Aim of the exercise :: Whenever a line below holds the word "second", copy that line.

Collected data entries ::
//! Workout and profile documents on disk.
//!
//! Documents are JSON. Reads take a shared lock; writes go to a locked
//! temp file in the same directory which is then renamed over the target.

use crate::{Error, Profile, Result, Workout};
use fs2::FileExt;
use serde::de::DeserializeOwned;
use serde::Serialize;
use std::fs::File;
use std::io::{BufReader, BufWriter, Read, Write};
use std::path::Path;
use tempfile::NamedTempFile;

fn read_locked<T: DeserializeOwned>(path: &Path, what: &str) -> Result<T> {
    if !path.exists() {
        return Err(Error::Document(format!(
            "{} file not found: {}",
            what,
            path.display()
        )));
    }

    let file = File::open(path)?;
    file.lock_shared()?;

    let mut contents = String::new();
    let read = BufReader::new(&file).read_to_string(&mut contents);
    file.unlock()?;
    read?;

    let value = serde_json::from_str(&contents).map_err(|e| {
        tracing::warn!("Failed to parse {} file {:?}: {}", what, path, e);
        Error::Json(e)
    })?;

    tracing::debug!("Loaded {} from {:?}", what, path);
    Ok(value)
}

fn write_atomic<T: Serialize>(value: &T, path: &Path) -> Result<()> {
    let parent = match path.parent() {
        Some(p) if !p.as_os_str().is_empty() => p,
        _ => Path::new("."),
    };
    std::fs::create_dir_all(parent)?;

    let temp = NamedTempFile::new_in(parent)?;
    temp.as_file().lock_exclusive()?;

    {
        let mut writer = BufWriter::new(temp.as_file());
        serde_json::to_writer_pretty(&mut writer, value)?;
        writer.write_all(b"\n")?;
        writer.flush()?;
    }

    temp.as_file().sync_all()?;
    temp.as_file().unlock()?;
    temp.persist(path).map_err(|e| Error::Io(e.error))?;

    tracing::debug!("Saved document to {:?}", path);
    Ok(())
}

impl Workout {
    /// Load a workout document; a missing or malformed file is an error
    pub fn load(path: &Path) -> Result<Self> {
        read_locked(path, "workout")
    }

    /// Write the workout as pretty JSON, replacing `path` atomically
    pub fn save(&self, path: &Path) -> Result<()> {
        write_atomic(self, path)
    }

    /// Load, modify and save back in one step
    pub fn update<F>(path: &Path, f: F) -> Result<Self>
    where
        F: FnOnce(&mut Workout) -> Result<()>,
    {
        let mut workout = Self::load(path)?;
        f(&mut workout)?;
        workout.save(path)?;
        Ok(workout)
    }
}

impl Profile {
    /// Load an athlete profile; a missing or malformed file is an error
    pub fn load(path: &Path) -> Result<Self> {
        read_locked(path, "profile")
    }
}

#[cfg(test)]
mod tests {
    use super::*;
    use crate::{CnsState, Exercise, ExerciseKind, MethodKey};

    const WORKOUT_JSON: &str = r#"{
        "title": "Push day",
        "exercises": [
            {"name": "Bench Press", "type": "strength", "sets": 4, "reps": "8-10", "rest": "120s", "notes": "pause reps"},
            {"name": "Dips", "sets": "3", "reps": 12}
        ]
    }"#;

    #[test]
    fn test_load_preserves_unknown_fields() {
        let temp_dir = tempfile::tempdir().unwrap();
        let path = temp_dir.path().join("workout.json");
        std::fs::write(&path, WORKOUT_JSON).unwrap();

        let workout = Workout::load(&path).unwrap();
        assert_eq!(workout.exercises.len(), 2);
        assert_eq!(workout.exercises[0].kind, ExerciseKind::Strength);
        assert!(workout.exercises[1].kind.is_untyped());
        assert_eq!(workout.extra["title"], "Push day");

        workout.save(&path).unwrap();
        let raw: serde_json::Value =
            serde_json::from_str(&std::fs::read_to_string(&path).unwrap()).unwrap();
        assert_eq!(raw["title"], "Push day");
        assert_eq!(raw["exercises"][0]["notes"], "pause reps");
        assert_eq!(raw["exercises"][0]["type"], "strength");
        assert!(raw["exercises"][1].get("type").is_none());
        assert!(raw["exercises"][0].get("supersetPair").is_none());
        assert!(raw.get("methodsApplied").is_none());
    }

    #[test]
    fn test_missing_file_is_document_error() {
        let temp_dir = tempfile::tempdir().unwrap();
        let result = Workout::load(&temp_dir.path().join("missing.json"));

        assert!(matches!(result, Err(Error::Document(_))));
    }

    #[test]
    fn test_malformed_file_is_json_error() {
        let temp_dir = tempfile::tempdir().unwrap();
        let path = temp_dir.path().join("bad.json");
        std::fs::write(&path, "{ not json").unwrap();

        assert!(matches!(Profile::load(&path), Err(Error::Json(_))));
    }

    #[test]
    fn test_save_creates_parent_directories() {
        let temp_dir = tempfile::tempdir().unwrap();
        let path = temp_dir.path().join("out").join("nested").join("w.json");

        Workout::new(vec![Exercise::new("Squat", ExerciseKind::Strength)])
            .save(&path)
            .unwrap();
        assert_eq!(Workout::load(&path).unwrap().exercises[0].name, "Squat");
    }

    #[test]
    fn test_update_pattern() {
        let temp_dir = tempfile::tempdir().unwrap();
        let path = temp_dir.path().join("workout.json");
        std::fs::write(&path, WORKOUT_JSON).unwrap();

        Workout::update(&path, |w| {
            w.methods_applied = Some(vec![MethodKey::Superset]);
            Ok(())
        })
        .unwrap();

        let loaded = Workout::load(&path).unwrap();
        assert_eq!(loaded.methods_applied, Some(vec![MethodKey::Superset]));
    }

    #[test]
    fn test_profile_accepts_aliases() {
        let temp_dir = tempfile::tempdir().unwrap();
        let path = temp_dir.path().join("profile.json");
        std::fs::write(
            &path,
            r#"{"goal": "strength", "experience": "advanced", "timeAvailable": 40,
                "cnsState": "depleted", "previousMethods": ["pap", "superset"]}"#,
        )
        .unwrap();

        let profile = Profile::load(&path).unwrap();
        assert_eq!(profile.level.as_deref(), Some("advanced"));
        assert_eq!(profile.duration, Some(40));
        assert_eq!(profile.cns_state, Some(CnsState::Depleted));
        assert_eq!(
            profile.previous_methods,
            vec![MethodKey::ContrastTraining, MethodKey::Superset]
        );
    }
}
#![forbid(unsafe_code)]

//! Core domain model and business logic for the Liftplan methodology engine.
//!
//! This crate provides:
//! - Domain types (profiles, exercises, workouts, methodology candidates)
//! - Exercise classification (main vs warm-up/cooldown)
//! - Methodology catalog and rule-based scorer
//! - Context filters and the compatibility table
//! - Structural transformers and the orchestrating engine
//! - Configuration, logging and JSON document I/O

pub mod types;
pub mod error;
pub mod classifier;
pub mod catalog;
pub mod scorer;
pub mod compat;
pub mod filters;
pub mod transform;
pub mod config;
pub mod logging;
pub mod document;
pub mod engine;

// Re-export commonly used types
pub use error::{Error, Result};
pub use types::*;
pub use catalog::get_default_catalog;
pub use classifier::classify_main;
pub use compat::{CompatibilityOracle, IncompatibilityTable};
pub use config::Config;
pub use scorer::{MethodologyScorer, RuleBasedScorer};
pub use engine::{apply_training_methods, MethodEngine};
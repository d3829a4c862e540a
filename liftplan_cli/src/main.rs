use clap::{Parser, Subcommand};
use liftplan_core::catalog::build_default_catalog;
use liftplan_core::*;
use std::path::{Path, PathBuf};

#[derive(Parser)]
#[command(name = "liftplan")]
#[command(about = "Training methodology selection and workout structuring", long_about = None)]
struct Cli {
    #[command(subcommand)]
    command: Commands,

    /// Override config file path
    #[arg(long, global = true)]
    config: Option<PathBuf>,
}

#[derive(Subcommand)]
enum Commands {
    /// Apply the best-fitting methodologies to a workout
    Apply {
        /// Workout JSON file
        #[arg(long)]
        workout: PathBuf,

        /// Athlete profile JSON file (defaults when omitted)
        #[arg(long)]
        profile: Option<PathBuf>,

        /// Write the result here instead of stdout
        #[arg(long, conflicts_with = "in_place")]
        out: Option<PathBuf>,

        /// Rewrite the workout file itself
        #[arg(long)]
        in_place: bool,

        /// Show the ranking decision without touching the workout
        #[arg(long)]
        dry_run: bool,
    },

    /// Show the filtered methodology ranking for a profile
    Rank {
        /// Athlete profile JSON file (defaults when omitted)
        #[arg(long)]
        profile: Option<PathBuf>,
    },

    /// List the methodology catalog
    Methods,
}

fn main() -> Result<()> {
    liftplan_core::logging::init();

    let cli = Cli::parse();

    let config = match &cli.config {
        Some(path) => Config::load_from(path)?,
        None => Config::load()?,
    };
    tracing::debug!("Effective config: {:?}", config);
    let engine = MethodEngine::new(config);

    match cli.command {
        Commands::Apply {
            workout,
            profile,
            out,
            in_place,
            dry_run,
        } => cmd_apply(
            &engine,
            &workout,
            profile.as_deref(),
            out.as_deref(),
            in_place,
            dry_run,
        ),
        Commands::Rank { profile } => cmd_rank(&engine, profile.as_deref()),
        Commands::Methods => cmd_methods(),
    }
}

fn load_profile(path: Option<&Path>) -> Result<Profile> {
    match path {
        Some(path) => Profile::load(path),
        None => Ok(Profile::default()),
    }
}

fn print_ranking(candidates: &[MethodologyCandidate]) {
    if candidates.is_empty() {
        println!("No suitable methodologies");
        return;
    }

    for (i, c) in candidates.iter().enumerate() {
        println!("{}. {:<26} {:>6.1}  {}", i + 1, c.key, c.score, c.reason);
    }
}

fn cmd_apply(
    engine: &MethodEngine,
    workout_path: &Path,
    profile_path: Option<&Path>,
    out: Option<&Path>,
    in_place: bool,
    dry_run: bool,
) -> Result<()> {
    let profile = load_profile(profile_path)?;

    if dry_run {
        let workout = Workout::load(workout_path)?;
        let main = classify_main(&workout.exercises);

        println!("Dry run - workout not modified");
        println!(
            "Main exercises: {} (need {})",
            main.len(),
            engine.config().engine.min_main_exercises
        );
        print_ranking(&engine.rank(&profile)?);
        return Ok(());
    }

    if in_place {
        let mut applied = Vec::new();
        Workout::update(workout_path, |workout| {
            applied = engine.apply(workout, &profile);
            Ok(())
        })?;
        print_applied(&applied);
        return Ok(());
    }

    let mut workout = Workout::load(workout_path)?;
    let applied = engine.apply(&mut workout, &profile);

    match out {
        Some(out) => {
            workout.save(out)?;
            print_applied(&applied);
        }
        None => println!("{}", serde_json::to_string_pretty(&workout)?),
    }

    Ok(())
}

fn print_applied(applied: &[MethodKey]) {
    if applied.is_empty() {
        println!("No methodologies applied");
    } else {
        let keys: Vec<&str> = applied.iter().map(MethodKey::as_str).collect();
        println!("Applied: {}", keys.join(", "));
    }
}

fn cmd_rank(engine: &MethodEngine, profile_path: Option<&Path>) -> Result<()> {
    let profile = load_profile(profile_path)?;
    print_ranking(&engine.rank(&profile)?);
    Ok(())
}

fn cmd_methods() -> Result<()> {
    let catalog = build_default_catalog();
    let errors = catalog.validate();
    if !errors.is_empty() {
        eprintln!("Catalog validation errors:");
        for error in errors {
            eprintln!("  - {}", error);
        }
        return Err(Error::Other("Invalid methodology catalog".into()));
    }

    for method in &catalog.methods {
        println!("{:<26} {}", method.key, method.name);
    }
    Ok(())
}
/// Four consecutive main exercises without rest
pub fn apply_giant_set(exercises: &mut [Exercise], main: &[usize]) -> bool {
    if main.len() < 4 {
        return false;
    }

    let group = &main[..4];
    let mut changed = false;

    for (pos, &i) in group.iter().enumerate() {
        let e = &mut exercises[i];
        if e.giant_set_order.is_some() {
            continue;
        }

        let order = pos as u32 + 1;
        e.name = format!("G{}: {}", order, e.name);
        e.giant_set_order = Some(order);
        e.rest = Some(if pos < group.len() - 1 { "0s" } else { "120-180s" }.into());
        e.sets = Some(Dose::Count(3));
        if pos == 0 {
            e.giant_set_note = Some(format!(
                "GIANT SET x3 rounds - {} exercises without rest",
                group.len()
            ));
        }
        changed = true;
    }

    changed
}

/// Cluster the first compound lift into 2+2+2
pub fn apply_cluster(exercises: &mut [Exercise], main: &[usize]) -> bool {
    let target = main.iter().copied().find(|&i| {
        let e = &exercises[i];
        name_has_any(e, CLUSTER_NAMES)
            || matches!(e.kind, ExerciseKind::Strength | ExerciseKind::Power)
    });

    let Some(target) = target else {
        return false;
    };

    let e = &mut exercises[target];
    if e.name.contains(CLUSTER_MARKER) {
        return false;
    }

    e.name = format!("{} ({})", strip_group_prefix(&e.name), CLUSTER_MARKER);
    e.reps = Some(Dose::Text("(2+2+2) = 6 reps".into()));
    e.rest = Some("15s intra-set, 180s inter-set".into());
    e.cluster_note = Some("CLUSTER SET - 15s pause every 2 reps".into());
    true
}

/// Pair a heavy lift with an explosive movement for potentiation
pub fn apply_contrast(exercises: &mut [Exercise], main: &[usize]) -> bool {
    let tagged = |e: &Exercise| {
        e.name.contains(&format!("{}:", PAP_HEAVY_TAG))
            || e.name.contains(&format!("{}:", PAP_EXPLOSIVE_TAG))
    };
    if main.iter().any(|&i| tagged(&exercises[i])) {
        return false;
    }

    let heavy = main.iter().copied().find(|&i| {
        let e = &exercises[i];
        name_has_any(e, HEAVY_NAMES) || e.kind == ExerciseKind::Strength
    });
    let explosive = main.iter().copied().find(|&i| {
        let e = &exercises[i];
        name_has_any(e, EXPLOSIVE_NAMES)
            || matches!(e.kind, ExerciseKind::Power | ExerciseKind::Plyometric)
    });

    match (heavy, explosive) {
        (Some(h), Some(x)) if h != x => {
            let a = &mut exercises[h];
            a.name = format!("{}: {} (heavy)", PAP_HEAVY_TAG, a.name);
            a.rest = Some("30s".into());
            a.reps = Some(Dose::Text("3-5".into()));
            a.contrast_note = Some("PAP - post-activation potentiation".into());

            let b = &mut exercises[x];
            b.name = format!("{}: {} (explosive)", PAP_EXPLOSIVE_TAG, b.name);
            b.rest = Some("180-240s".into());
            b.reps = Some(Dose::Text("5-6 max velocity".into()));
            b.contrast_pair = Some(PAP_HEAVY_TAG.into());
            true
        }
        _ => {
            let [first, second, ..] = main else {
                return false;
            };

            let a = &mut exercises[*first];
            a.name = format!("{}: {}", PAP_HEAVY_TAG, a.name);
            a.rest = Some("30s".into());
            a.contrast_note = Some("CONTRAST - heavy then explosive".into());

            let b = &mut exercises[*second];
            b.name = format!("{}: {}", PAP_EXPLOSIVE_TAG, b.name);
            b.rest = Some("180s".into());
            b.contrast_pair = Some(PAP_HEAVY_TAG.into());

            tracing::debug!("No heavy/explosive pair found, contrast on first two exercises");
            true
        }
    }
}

Task result ::
            let [first, second, ..] = main else {
            let b = &mut exercises[*second];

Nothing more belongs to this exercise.